Gerardo Dalbon, l'uomo che va al ristorante e si porta la sua pasta da farsi cucinare
Te lo immagini uno che, nel 2020, compera una pagina intera sul Corriere della Sera per esprimere gratitudine all'azienda con cui ha lavorato e lavora? Una pagina, neh? Fuori dal tempo in un'epoca in cui il senso d'appartenenza è andato alle ortiche. «Che bello essere fuori dal tempo», esclama con l'ironia che lo ha contraddistinto per una vita Gerardo Dalbon.
A fare colpo è stata quella pagina pubblicitaria sul Corrierone (pagata da lui) per ringraziare... No, ringraziare è la parola sbagliata: pare una ruffianata. E ruffianata non è. Aggiustiamo: per omaggiare la pasta De Cecco. Chi non la conosce? Nello stabilimento abruzzese Gerardo lavora da 26 anni, e ora, che è arrivato alla soglia dei settant'anni (portati da gran signore, bisogna sottolinearlo, e pure un po' da seduttore, sia detto senza malizia, anzi, tutt'al più con un pizzico di invidia), diciamo che è sul rettilineo d'arrivo. Allora si è sentito in dovere di esprimere la sua gratitudine. Come? Raccontando che quando va al ristorante si porta il pacchetto di pasta (De Cecco, ovviamente) che lui ama. Se lo chef non ha De Cecco, Gerardo cambia ristorante, anche fosse a Napoli, dove di pasta se ne intendono assai.
Ma chi è costui? Si divide fra Darè (villaggio della bassa Rendena, oggi finito nel comune di Porte di Rendena) e l'Abruzzo. Laggiù (lo abbiamo capito) lavora: è direttore tecnologico di uno dei pastifici più noti e pubblicizzati del Paese della pasta. E quassù? Nascosto sopra il paese, in una casa fra il prato e il bosco. Qui Gerardo ti confessa: «Respiro il silenzio che mi piace tanto». Ma gli piace anche la compagnia.
«Posso venire a trovarti?». A domanda risponde con domanda: «In quanti siete?». «Sono da solo». «Ah, beh, tieni presente che fino a dodici posti a tavola arrivo». Questo il dialogo fra noi. Ogni anno organizza tavolate con ex compagni di scuola, fra cui docenti universitari e simili. Tutta gente che apprezza il "bon vivre". Perché fra l'altro nella sua arte della seduzione si inserisce il piacere di prendere per la gola, un po' per il gusto di stare ai fornelli, ma soprattutto per godere poi a tavola insieme agli amici.

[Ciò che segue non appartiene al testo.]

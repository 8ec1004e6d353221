//! Error types for the varlab core types.

use thiserror::Error;
use varlab_math::MathError;

/// A specialized Result type for core operations.
pub type CoreResult<T> = Result<T, CoreError>;

/// The main error type for core operations.
#[derive(Error, Debug, Clone, PartialEq)]
pub enum CoreError {
    /// A price that cannot seed a return (zero, negative or not finite).
    #[error("Invalid price at index {index}: {value}")]
    InvalidPrice {
        /// Position of the offending price in the series.
        index: usize,
        /// The offending value.
        value: f64,
    },

    /// Not enough observations for the operation.
    #[error("Insufficient data: need at least {required}, got {actual}")]
    InsufficientData {
        /// Minimum required observations.
        required: usize,
        /// Actual number of observations.
        actual: usize,
    },

    /// Observations cannot be ordered into a time series.
    #[error("Alignment error: {reason}")]
    Alignment {
        /// Description of the problem.
        reason: String,
    },

    /// Underlying statistics failure.
    #[error(transparent)]
    Math(#[from] MathError),
}

impl CoreError {
    /// Creates an alignment error.
    #[must_use]
    pub fn alignment(reason: impl Into<String>) -> Self {
        Self::Alignment {
            reason: reason.into(),
        }
    }
}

«La assaggi la Biòta'?». «La che?». «La biòta. Ricetta nostra, con le patate». E? «Eh no, segreto!», sibila. Saporita!
Respiri il silenzio, si diceva, nel "buen retiro" di Gerardo: Gerry per gli amici. La casa e la vigna. «Resistente», precisa subito, per spiegare che è di quelle vigne che non hanno bisogno di nessun trattamento: vere biologiche. Solaris, appena frizzante, equilibrato, con il tocco giusto di salinità. «Va giù che è un piacere», esclamiamo. E' contento Gerry: «E' il migliore. Non ce n'è altri così», sorride, mentre scodella il pollo. Perché quando vai a mangiare da lui non esci con il vuoto allo stomaco.
Torniamo al pastificio tanto adorato? «No, ho già detto abbastanza», si schermisce. Già. Poi fare il tecnologo è complicato da spiegare: significa parlare di macchine da mettere in efficienza. E Gerardo vive un paradosso: la chiamiamo schizofrenia? No, dài! Da una parte si occupa di macchine, dall'altra di piatti e di vigne, e questo lo abbiamo detto. Ciò che non abbiamo detto è che gli piace il bel canto: per una decina d'anni è stato componente del coro della Sat. Mica il coro parrocchiale (con tutto il rispetto!). Poi la vita lo ha convinto (stavamo per scrivere costretto, ma Gerry è uno che non si fa costringere facilmente), convinto a scelte diverse: su e giù dall'Abruzzo...
E adesso che andrà in pensione? Si vede rinchiuso nella valle? «Intanto chi ha detto che vado in pensione? Nemmeno per sogno! E poi, la sola idea di stare qua, a tagliare la legna e a curare la vigna...». Abbiamo capito: Gerry non ha la cultura del Cincinnato.